Try it:
Keep only the lines that hold the string "CategoryRef", filtering out the rest of the entries below.

Task input:
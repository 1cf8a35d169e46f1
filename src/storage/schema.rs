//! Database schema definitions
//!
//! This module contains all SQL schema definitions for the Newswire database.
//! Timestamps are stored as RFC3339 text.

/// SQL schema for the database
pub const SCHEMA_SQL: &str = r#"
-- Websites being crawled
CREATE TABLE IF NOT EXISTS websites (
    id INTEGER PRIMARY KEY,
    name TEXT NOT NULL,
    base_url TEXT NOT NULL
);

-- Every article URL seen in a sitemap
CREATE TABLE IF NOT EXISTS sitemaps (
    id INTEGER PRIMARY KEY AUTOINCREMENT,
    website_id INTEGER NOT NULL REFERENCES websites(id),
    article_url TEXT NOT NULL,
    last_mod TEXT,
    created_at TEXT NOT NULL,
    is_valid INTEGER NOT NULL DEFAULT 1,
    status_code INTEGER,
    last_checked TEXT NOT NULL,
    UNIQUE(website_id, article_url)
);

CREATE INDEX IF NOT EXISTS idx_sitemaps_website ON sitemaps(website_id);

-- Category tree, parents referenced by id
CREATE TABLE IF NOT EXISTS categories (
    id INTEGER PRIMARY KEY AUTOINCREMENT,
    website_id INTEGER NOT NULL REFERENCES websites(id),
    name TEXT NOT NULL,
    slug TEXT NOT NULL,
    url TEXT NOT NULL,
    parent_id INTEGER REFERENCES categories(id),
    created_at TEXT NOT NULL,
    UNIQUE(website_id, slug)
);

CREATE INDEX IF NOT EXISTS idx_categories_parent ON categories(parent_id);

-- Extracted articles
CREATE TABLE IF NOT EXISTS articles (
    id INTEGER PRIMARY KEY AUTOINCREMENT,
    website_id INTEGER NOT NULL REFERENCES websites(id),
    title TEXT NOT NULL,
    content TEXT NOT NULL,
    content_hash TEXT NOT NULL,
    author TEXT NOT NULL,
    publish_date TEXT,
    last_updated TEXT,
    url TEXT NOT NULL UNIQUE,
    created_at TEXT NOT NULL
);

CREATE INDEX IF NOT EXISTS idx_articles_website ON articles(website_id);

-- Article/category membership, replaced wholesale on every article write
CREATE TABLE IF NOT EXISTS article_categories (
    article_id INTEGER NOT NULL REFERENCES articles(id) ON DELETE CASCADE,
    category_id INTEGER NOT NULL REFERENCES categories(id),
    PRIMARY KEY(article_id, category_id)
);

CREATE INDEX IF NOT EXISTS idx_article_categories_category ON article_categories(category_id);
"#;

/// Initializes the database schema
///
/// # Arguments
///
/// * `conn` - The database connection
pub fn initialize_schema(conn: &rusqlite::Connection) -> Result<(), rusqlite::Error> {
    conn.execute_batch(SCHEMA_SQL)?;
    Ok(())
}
--
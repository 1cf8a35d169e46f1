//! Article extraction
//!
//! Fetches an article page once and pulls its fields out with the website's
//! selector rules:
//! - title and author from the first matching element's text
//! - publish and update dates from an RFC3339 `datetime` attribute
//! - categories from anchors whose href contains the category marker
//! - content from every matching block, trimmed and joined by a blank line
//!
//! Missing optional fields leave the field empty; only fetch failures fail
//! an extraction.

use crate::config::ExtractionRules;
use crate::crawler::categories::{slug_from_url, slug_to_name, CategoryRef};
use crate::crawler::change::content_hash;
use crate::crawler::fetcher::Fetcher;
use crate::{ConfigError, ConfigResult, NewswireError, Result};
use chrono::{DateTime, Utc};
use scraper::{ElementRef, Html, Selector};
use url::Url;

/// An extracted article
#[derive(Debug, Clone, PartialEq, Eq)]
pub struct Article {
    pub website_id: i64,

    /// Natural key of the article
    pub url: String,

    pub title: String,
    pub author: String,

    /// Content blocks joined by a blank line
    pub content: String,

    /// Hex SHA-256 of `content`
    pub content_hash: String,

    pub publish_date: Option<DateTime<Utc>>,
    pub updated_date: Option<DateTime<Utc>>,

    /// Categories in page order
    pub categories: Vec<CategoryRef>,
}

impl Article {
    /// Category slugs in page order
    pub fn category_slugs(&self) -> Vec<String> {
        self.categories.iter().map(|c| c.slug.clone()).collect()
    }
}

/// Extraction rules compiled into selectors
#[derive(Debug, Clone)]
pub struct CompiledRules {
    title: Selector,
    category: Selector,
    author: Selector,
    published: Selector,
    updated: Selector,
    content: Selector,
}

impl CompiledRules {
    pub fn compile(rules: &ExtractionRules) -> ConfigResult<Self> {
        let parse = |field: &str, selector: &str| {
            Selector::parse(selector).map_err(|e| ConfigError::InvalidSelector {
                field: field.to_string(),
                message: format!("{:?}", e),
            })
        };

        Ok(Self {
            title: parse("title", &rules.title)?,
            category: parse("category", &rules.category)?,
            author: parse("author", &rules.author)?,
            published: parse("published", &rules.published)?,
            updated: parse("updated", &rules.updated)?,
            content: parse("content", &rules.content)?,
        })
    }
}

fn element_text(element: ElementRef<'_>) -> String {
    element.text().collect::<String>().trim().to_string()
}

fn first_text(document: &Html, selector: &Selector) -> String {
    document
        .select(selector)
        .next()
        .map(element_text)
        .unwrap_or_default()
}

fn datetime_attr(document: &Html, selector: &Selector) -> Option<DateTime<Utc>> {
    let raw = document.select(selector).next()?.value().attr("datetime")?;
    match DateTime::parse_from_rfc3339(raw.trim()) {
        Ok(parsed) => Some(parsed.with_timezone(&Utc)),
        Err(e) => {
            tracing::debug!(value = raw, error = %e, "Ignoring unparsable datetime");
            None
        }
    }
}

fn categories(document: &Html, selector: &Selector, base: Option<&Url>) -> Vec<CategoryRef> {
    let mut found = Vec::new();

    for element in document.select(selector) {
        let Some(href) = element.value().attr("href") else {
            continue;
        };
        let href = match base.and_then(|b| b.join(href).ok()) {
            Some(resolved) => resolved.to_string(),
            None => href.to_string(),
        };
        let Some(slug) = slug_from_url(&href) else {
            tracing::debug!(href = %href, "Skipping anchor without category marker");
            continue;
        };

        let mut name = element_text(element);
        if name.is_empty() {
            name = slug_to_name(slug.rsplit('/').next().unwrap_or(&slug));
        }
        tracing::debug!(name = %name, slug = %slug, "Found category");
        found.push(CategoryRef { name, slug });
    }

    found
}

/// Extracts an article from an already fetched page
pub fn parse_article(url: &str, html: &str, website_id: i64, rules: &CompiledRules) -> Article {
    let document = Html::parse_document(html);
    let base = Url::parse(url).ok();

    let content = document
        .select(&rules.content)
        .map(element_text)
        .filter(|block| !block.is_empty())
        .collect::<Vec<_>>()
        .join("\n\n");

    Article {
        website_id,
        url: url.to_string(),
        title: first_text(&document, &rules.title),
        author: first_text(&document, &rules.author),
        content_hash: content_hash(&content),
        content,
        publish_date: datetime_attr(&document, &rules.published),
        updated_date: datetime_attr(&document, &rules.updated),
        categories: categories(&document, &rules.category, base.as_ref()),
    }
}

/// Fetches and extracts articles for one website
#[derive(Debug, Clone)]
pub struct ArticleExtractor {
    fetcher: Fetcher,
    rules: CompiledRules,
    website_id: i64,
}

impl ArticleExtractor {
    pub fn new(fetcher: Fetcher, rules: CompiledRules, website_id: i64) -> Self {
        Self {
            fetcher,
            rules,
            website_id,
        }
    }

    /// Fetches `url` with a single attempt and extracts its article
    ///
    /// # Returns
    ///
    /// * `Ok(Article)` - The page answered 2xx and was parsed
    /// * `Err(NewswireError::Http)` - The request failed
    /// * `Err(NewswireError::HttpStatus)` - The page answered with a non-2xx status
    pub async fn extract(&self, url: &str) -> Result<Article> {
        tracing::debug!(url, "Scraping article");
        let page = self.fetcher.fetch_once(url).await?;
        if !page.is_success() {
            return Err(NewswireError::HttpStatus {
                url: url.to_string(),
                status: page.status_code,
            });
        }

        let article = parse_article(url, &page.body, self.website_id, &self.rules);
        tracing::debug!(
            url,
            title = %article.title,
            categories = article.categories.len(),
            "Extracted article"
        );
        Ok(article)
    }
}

Reply:
use crate::crawler::categories::{slug_from_url, slug_to_name, CategoryRef};
    pub categories: Vec<CategoryRef>,
fn categories(document: &Html, selector: &Selector, base: Option<&Url>) -> Vec<CategoryRef> {
        found.push(CategoryRef { name, slug });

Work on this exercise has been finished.